Writing for a three-member panel of the Seventh Circuit Court of Appeals, Judge Frank Easterbrook pointed out that a wide range of conditions govern enrollment at state institutions of higher education. For starters, you’ve got to pay tuition. And just because the First Amendment guarantees the state cannot tell you what to read or write, you don’t get to refuse to read an assigned book because you think it’s heretical.

“If conditions of higher education may include surrendering property and following instructions about what to read and write,” wrote Easterbrook, “it is hard to see a greater problem with medical conditions that help all students remain safe when learning.”


The appeals court ruling upheld a federal district judge’s July 18 denial of injunctive relief to eight students contesting the university’s vaccination mandate. Judge Damon R. Leichty (a Trump appointee, by the way) made it clear that longstanding legal precedent recognizes the authority of governments to protect public health, up to and including mandating vaccination of the citizenry.

But, you ask, what if the student plaintiffs object to being vaccinated on religious grounds? Well, as it happens, six of them did so object — and under the university’s policy of granting religious exemptions, they were exempted. 

But that wasn’t good enough. The students also objected to the university’s requirement that those exempted wear masks and be tested for COVID frequently. According to one of them, this would “make her a target for discrimination, bullying, and unwanted attention” in violation of her religious rights.

Sorry, said the judge. Per the free exercise standard laid down in the Supreme Court’s Smith decision, the university rule was, he held, “neutral” and “generally applicable,” thereby rendering the masking and testing requirement licit as well as making the religious exemption a government “grace” rather than a constitutional obligation.

After the appeals court ruling, James Bopp Jr., the students’ lawyer, announced he’d be filing an appeal with the Supreme Court. But I expect he’s told them not to hold their breath for a favorable outcome.

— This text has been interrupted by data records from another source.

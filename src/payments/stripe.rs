use hmac::{Hmac, Mac};
use reqwest::Client;
use serde::Deserialize;
use sha2::Sha256;
use subtle::ConstantTimeEq;

use crate::error::{AppError, Result};

type HmacSha256 = Hmac<Sha256>;

const STRIPE_API_BASE: &str = "https://api.stripe.com/v1";

#[derive(Debug, Clone)]
pub struct StripeClient {
    client: Client,
    secret_key: String,
    webhook_secret: String,
}

impl StripeClient {
    pub fn new(secret_key: &str, webhook_secret: &str) -> Self {
        Self {
            client: Client::new(),
            secret_key: secret_key.to_string(),
            webhook_secret: webhook_secret.to_string(),
        }
    }

    /// Maximum age of a webhook timestamp before it's rejected (in seconds).
    /// Stripe recommends 300 seconds (5 minutes).
    const WEBHOOK_TIMESTAMP_TOLERANCE_SECS: i64 = 300;

    pub fn verify_webhook_signature(&self, payload: &[u8], signature: &str) -> Result<bool> {
        // Stripe signature format: t=timestamp,v1=signature
        let parts: Vec<&str> = signature.split(',').collect();

        let mut timestamp = None;
        let mut sig_v1 = None;

        for part in parts {
            if let Some(t) = part.strip_prefix("t=") {
                timestamp = Some(t);
            } else if let Some(s) = part.strip_prefix("v1=") {
                sig_v1 = Some(s);
            }
        }

        let timestamp_str = timestamp
            .ok_or_else(|| AppError::BadRequest("Invalid signature format".into()))?;
        let sig_v1 =
            sig_v1.ok_or_else(|| AppError::BadRequest("Invalid signature format".into()))?;

        // Parse and validate timestamp to prevent replay attacks.
        let timestamp: i64 = timestamp_str
            .parse()
            .map_err(|_| AppError::BadRequest("Invalid timestamp in signature".into()))?;

        let now = chrono::Utc::now().timestamp();
        let age = now - timestamp;

        if age > Self::WEBHOOK_TIMESTAMP_TOLERANCE_SECS {
            tracing::warn!(
                "Stripe webhook rejected: timestamp too old (age={}s, max={}s)",
                age,
                Self::WEBHOOK_TIMESTAMP_TOLERANCE_SECS
            );
            return Ok(false);
        }

        // Also reject timestamps from the future (clock skew tolerance: 60 seconds)
        if age < -60 {
            tracing::warn!(
                "Stripe webhook rejected: timestamp in the future (age={}s)",
                age
            );
            return Ok(false);
        }

        let signed_payload = format!("{}.{}", timestamp_str, String::from_utf8_lossy(payload));

        let mut mac = HmacSha256::new_from_slice(self.webhook_secret.as_bytes())
            .map_err(|_| AppError::Internal("Invalid webhook secret".into()))?;
        mac.update(signed_payload.as_bytes());
        let expected = hex::encode(mac.finalize().into_bytes());

        // Constant-time comparison to prevent timing attacks. The length
        // check is not constant-time, but signature length is not secret
        // (always 64 hex chars for SHA-256).
        let expected_bytes = expected.as_bytes();
        let provided_bytes = sig_v1.as_bytes();

        if expected_bytes.len() != provided_bytes.len() {
            return Ok(false);
        }

        Ok(expected_bytes.ct_eq(provided_bytes).into())
    }

    /// Fetch the line items of a checkout session.
    ///
    /// The webhook payload deliberately omits line items; they have to be
    /// expanded with a follow-up API call. `data.price.product` is expanded
    /// so the catalog references riding in the Stripe product metadata come
    /// back in the same response.
    pub async fn fetch_checkout_line_items(&self, session_id: &str) -> Result<Vec<StripeLineItem>> {
        let url = format!(
            "{}/checkout/sessions/{}/line_items?limit=100&expand[]=data.price.product",
            STRIPE_API_BASE, session_id
        );
        let response = self
            .client
            .get(&url)
            .basic_auth(&self.secret_key, None::<&str>)
            .send()
            .await
            .map_err(|e| AppError::Internal(format!("Stripe API error: {}", e)))?;

        if !response.status().is_success() {
            let error_text = response.text().await.unwrap_or_default();
            return Err(AppError::Internal(format!(
                "Stripe API error: {}",
                error_text
            )));
        }

        let list: StripeLineItemList = response
            .json()
            .await
            .map_err(|e| AppError::Internal(format!("Failed to parse Stripe response: {}", e)))?;

        Ok(list.data)
    }
}

// ============ Wire types ============

/// Generic Stripe webhook event - object is parsed based on event_type.
#[derive(Debug, Deserialize)]
pub struct StripeWebhookEvent {
    #[serde(rename = "type")]
    pub event_type: String,
    pub data: StripeEventData,
}

#[derive(Debug, Deserialize)]
pub struct StripeEventData {
    pub object: serde_json::Value,
}

#[derive(Debug, Deserialize)]
pub struct StripeCheckoutSession {
    pub id: String,
    pub payment_status: String,
    pub payment_intent: Option<String>,
    /// Provider customer reference (cus_xxx).
    pub customer: Option<String>,
    pub subscription: Option<String>,
    pub customer_details: Option<StripeCustomerDetails>,
    pub shipping_details: Option<StripeShippingDetails>,
    pub amount_subtotal: Option<i64>,
    pub amount_total: Option<i64>,
    pub total_details: Option<StripeTotalDetails>,
    pub currency: Option<String>,
    #[serde(default)]
    pub metadata: StripeMetadata,
}

#[derive(Debug, Deserialize)]
pub struct StripeCustomerDetails {
    pub email: Option<String>,
    pub name: Option<String>,
    pub phone: Option<String>,
    pub address: Option<StripeAddress>,
}

#[derive(Debug, Deserialize)]
pub struct StripeShippingDetails {
    pub name: Option<String>,
    pub address: Option<StripeAddress>,
}

#[derive(Debug, Deserialize)]
pub struct StripeAddress {
    pub line1: Option<String>,
    pub line2: Option<String>,
    pub postal_code: Option<String>,
    pub city: Option<String>,
    pub country: Option<String>,
}

#[derive(Debug, Deserialize)]
pub struct StripeTotalDetails {
    pub amount_discount: Option<i64>,
    pub amount_shipping: Option<i64>,
}

#[derive(Debug, Deserialize)]
struct StripeLineItemList {
    data: Vec<StripeLineItem>,
}

#[derive(Debug, Deserialize)]
pub struct StripeLineItem {
    pub quantity: Option<i64>,
    pub amount_total: Option<i64>,
    pub description: Option<String>,
    pub price: Option<StripePrice>,
}

#[derive(Debug, Deserialize)]
pub struct StripePrice {
    pub unit_amount: Option<i64>,
    /// Expanded product object (expand[]=data.price.product).
    pub product: Option<StripeProduct>,
}

#[derive(Debug, Deserialize)]
pub struct StripeProduct {
    pub id: String,
    pub name: Option<String>,
    #[serde(default)]
    pub metadata: StripeProductMetadata,
}

/// Catalog references attached to the Stripe product at sync time.
#[derive(Debug, Default, Deserialize)]
pub struct StripeProductMetadata {
    pub product_id: Option<String>,
    pub variant_id: Option<String>,
    pub variant_name: Option<String>,
}

/// `charge.refunded` event object. Only the payment-intent linkage matters
/// for reconciliation.
#[derive(Debug, Deserialize)]
pub struct StripeCharge {
    pub id: String,
    pub payment_intent: Option<String>,
    #[serde(default)]
    pub refunded: bool,
    pub amount_refunded: Option<i64>,
}

// ============ Checkout metadata ============

/// Raw string-keyed metadata as Stripe delivers it. Parsed exactly once at
/// the webhook boundary into [`CheckoutKind`]; nothing downstream touches
/// these loosely-typed fields again.
#[derive(Debug, Default, Deserialize)]
pub struct StripeMetadata {
    pub purchase_type: Option<String>,
    pub referral_code: Option<String>,
    pub gift_card_id: Option<String>,
    pub gift_card_amount: Option<String>,
    pub claimed_reward_ids: Option<String>,
    pub gift_card_recipient: Option<String>,
    pub subscription_interval_weeks: Option<String>,
}

/// What a completed checkout session purchased.
#[derive(Debug, Clone, PartialEq, Eq)]
pub enum CheckoutKind {
    StandardOrder(StandardOrderMeta),
    GiftCardPurchase(GiftCardPurchaseMeta),
    SubscriptionPurchase(SubscriptionPurchaseMeta),
}

#[derive(Debug, Clone, Default, PartialEq, Eq)]
pub struct StandardOrderMeta {
    pub referral_code: Option<String>,
    pub gift_card: Option<GiftCardRedemption>,
    pub claimed_reward_ids: Vec<String>,
}

/// Gift card applied to the order at the payment layer; the id and amount
/// are carried through for balance bookkeeping.
#[derive(Debug, Clone, PartialEq, Eq)]
pub struct GiftCardRedemption {
    pub gift_card_id: String,
    pub amount_cents: i64,
}

#[derive(Debug, Clone, Default, PartialEq, Eq)]
pub struct GiftCardPurchaseMeta {
    pub recipient_email: Option<String>,
}

#[derive(Debug, Clone, PartialEq, Eq)]
pub struct SubscriptionPurchaseMeta {
    pub interval_weeks: i64,
}

const DEFAULT_SUBSCRIPTION_INTERVAL_WEEKS: i64 = 4;

impl StripeMetadata {
    /// Classify the session by its purchase-type discriminator.
    ///
    /// Unknown discriminators fall back to a standard order rather than
    /// failing the event; the metadata is advisory, the payment is real.
    pub fn parse_kind(&self) -> CheckoutKind {
        match self.purchase_type.as_deref() {
            Some("gift_card") => CheckoutKind::GiftCardPurchase(GiftCardPurchaseMeta {
                recipient_email: non_empty(&self.gift_card_recipient),
            }),
            Some("subscription") => CheckoutKind::SubscriptionPurchase(SubscriptionPurchaseMeta {
                interval_weeks: self
                    .subscription_interval_weeks
                    .as_deref()
                    .and_then(|v| v.parse().ok())
                    .filter(|w| *w > 0)
                    .unwrap_or(DEFAULT_SUBSCRIPTION_INTERVAL_WEEKS),
            }),
            other => {
                if let Some(unknown) = other.filter(|t| !t.is_empty()) {
                    tracing::warn!(
                        "Unknown purchase_type '{}' in checkout metadata, treating as standard order",
                        unknown
                    );
                }
                CheckoutKind::StandardOrder(StandardOrderMeta {
                    referral_code: non_empty(&self.referral_code),
                    gift_card: self.parse_gift_card_redemption(),
                    claimed_reward_ids: self
                        .claimed_reward_ids
                        .as_deref()
                        .map(|ids| {
                            ids.split(',')
                                .map(str::trim)
                                .filter(|s| !s.is_empty())
                                .map(String::from)
                                .collect()
                        })
                        .unwrap_or_default(),
                })
            }
        }
    }

    fn parse_gift_card_redemption(&self) -> Option<GiftCardRedemption> {
        let gift_card_id = non_empty(&self.gift_card_id)?;
        let raw_amount = self.gift_card_amount.as_deref()?;
        match raw_amount.parse::<i64>() {
            Ok(amount_cents) if amount_cents > 0 => Some(GiftCardRedemption {
                gift_card_id,
                amount_cents,
            }),
            _ => {
                tracing::warn!(
                    "Unparseable gift_card_amount '{}' for gift card {}, skipping balance bookkeeping",
                    raw_amount,
                    gift_card_id
                );
                None
            }
        }
    }
}

fn non_empty(v: &Option<String>) -> Option<String> {
    v.as_deref()
        .map(str::trim)
        .filter(|s| !s.is_empty())
        .map(String::from)
}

Suppose the court replaced the Smith standard with “strict scrutiny,” the highest standard of review, which requires the government to prove a “compelling interest” in order to countermand a constitutional right like free exercise. Does anyone doubt protecting public health is a compelling government interest?


Nevertheless, the advancing of frivolous religious claims serves a purpose — namely, to keep the culture war going at a fever pitch. Nor can it be doubted that’s what Bopp has in mind. A leading social conservative on the Republican National Committee, he has opposed same-sex marriage and LGBTQ rights in court and most recently filed lawsuits challenging the 2020 election results in four swing states won by Joe Biden.

Just the other day, the Republican attorney general of Louisiana, Jeff Landry, emailed his employees a form letter suggesting various religious grounds for objecting to the state’s new mask mandate, including that it “interfere(s) with religious commands to share God’s love with others.” In other words, it’s an attack on the Great Commission.

Landry also filed a lawsuit against a private medical college for allegedly denying three students’ requests for a religious exemption to the college’s vaccination mandate. In a statement rebutting the allegation, the college’s provost wrote, “It is simply time for the vaccine to no longer be used as a political issue but to be one recognized as a measure needed for public health and safety.”

Don’t hold your breath for that, either.